A graphic skin is an image, either a PNG (my favorite), JPG, or GIF. Making a graphic skin is pretty easy:

  1. Start your favorite graphic editor. Fireworks 8 for instance.
  2. Decide how big the component should be. Say 100×100 pixels.
  3. Draw something in that space and save the image. It is best to use either PNG or GIF because you can have transparent areas.
  4. Specify the graphic as the skin. You can do this in several ways:
    • Right in the tag: <mx:GaugeSkin faceSkin=”@Embed(‘myface.png’)” … />
    • As part of a style: SampleStyle { faceSkin: Embed(“myface.png”) }

Notice how much code in the Gauge class was changed to make use of graphic skins: none! And that’s the way it should be. A user of your components should be able to switch between programmatic and graphical skins in a style sheet.

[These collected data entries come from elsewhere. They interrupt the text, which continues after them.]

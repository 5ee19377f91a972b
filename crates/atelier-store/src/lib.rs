//! Atelier Store - authoritative state for placed objects
//!
//! Holds the ordered entity list, the current selection and the active tool
//! mode. It is the system of record for every transform except the one a live
//! drag session currently owns.

mod entity;
mod store;
mod tool;

pub use entity::{Entity, TransformPatch};
pub use store::EntityStore;
pub use tool::ToolMode;
//! Spatial and appearance types

use crate::{AtelierError, Result};
use serde::{Deserialize, Serialize};
use std::fmt;
use std::ops::{Add, Mul, Sub};

/// Smallest scale component a transform may carry.
pub const MIN_SCALE: f32 = 1e-4;

/// A 3D vector, serialized as `[x, y, z]`
#[derive(Clone, Copy, Debug, Default, PartialEq, Serialize, Deserialize)]
#[serde(from = "[f32; 3]", into = "[f32; 3]")]
pub struct Vec3 {
    pub x: f32,
    pub y: f32,
    pub z: f32,
}

impl Vec3 {
    pub const ZERO: Self = Self {
        x: 0.0,
        y: 0.0,
        z: 0.0,
    };
    pub const ONE: Self = Self {
        x: 1.0,
        y: 1.0,
        z: 1.0,
    };
    pub const UP: Self = Self {
        x: 0.0,
        y: 1.0,
        z: 0.0,
    };

    pub const fn new(x: f32, y: f32, z: f32) -> Self {
        Self { x, y, z }
    }

    pub const fn splat(v: f32) -> Self {
        Self { x: v, y: v, z: v }
    }

    pub fn from_array(arr: [f32; 3]) -> Self {
        Self {
            x: arr[0],
            y: arr[1],
            z: arr[2],
        }
    }

    pub fn to_array(&self) -> [f32; 3] {
        [self.x, self.y, self.z]
    }

    pub fn length(&self) -> f32 {
        (self.x * self.x + self.y * self.y + self.z * self.z).sqrt()
    }

    pub fn is_finite(&self) -> bool {
        self.x.is_finite() && self.y.is_finite() && self.z.is_finite()
    }

    /// Component-wise lower bound
    pub fn max_each(&self, floor: f32) -> Self {
        Self {
            x: self.x.max(floor),
            y: self.y.max(floor),
            z: self.z.max(floor),
        }
    }

    /// Component by axis index (0 = x, 1 = y, 2 = z)
    pub fn axis(&self, index: usize) -> f32 {
        match index {
            0 => self.x,
            1 => self.y,
            _ => self.z,
        }
    }

    pub fn with_axis(mut self, index: usize, value: f32) -> Self {
        match index {
            0 => self.x = value,
            1 => self.y = value,
            _ => self.z = value,
        }
        self
    }
}

impl From<[f32; 3]> for Vec3 {
    fn from(arr: [f32; 3]) -> Self {
        Self::from_array(arr)
    }
}

impl From<Vec3> for [f32; 3] {
    fn from(v: Vec3) -> Self {
        v.to_array()
    }
}

impl From<glam::Vec3> for Vec3 {
    fn from(v: glam::Vec3) -> Self {
        Self::new(v.x, v.y, v.z)
    }
}

impl From<Vec3> for glam::Vec3 {
    fn from(v: Vec3) -> Self {
        glam::Vec3::new(v.x, v.y, v.z)
    }
}

impl Add for Vec3 {
    type Output = Self;
    fn add(self, other: Self) -> Self {
        Self {
            x: self.x + other.x,
            y: self.y + other.y,
            z: self.z + other.z,
        }
    }
}

impl Sub for Vec3 {
    type Output = Self;
    fn sub(self, other: Self) -> Self {
        Self {
            x: self.x - other.x,
            y: self.y - other.y,
            z: self.z - other.z,
        }
    }
}

impl Mul<f32> for Vec3 {
    type Output = Self;
    fn mul(self, scalar: f32) -> Self {
        Self {
            x: self.x * scalar,
            y: self.y * scalar,
            z: self.z * scalar,
        }
    }
}

/// A 3D transform with position, rotation (Euler angles), and scale
#[derive(Clone, Copy, Debug, PartialEq, Serialize, Deserialize)]
pub struct Transform {
    pub position: Vec3,
    /// Rotation in radians, applied in XYZ order. No gimbal-lock handling.
    pub rotation: Vec3,
    pub scale: Vec3,
}

impl Default for Transform {
    fn default() -> Self {
        Self::IDENTITY
    }
}

impl Transform {
    pub const IDENTITY: Self = Self {
        position: Vec3::ZERO,
        rotation: Vec3::ZERO,
        scale: Vec3::ONE,
    };

    pub fn from_position(position: Vec3) -> Self {
        Self {
            position,
            ..Self::IDENTITY
        }
    }

    pub fn with_rotation(mut self, rotation: Vec3) -> Self {
        self.rotation = rotation;
        self
    }

    pub fn with_scale(mut self, scale: Vec3) -> Self {
        self.scale = scale;
        self
    }

    /// Clamp scale into the strictly positive range.
    pub fn sanitized(mut self) -> Self {
        self.scale = self.scale.max_each(MIN_SCALE);
        self
    }

    /// Convert to a 4x4 transformation matrix (column-major)
    pub fn to_matrix(&self) -> glam::Mat4 {
        let rotation = glam::Quat::from_euler(
            glam::EulerRot::XYZ,
            self.rotation.x,
            self.rotation.y,
            self.rotation.z,
        );
        glam::Mat4::from_scale_rotation_translation(
            self.scale.into(),
            rotation,
            self.position.into(),
        )
    }
}

/// An sRGB color with 8-bit channels, serialized as `#rrggbb`
#[derive(Clone, Copy, Debug, Default, PartialEq, Eq, Hash, Serialize, Deserialize)]
#[serde(try_from = "String", into = "String")]
pub struct Color {
    pub r: u8,
    pub g: u8,
    pub b: u8,
}

impl Color {
    pub const WHITE: Self = Self::new(255, 255, 255);
    pub const BLACK: Self = Self::new(0, 0, 0);

    pub const fn new(r: u8, g: u8, b: u8) -> Self {
        Self { r, g, b }
    }

    pub const fn from_hex(hex: u32) -> Self {
        Self {
            r: ((hex >> 16) & 0xFF) as u8,
            g: ((hex >> 8) & 0xFF) as u8,
            b: (hex & 0xFF) as u8,
        }
    }

    /// Parse `#rrggbb` (the leading `#` is optional)
    pub fn parse_hex(s: &str) -> Result<Self> {
        let digits = s.trim().trim_start_matches('#');
        if digits.len() != 6 || !digits.chars().all(|c| c.is_ascii_hexdigit()) {
            return Err(AtelierError::InvalidColor(s.to_string()));
        }
        let hex = u32::from_str_radix(digits, 16)
            .map_err(|_| AtelierError::InvalidColor(s.to_string()))?;
        Ok(Self::from_hex(hex))
    }

    pub fn to_hex_string(&self) -> String {
        format!("#{:02x}{:02x}{:02x}", self.r, self.g, self.b)
    }

    /// Normalized RGBA for GPU upload
    pub fn to_array(&self) -> [f32; 4] {
        [
            self.r as f32 / 255.0,
            self.g as f32 / 255.0,
            self.b as f32 / 255.0,
            1.0,
        ]
    }
}

impl fmt::Display for Color {
    fn fmt(&self, f: &mut fmt::Formatter<'_>) -> fmt::Result {
        f.write_str(&self.to_hex_string())
    }
}

impl TryFrom<String> for Color {
    type Error = AtelierError;

    fn try_from(value: String) -> Result<Self> {
        Self::parse_hex(&value)
    }
}

impl From<Color> for String {
    fn from(color: Color) -> Self {
        color.to_hex_string()
    }
}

I believe using styles is far easier than coding things in-line. Styles are quick to make, find, and change. Quick enough for development, too, so there’s really no excuse not to use them.

Extending the Gauge

That’s really all there is to making a component: setting styles and properties, calculating values, drawing skins. This particular component, the Gauge, is mildly interesting. But suppose you wanted to have 2 needles? Do you need to write a new component?

double_needle.jpg

The answer is no IF you’ve written your original component with extensibility in mind.

Take a look at the DoubleGauge class:

  • public class DoubleGauge extends Gauge The class extends Gauge, getting the benefit of all of its styles and functions.
  • protected var secondNeedleSkin The object which holds the skin for the second needle. This class is designed to allow the second needle to have its own skin, not reuse the needleSkin of the Gauge class.
  • var angle:Number = calculateAngleFromValue(_secondValue); in updateDisplayList(). The calculateAngleFromValue function was written to allow an inherited class access to the same rotation calculation. If this function were not present – meaning the calculation were done in the Gauge updateDisplayListMethod() – you would have to write it all over again.

That’s really all there is to making a Gauge with two needles. You can go ahead and make a Gauge with as many needles as you need.

Summary

I hope you find writing components in Flex 2 easy. Obviously this sample component was not very complex, but it did touch upon all the things which are necessary in a component:

  • How the component fits into the Flex framework by providing the right functions.
  • How to specify styles and how to get the skins to make use of the styles
  • How to specify events, dispatch them, and handle them.
  • How to write a skin class – all you need to do is make it pretty.
  • How to use a graphic skin – notice that there were no code changes to use it.
  • How to extend a skin and make use of its protected functions – good code reuse.

Good luck with your components. I can’t wait to see what you all come up with.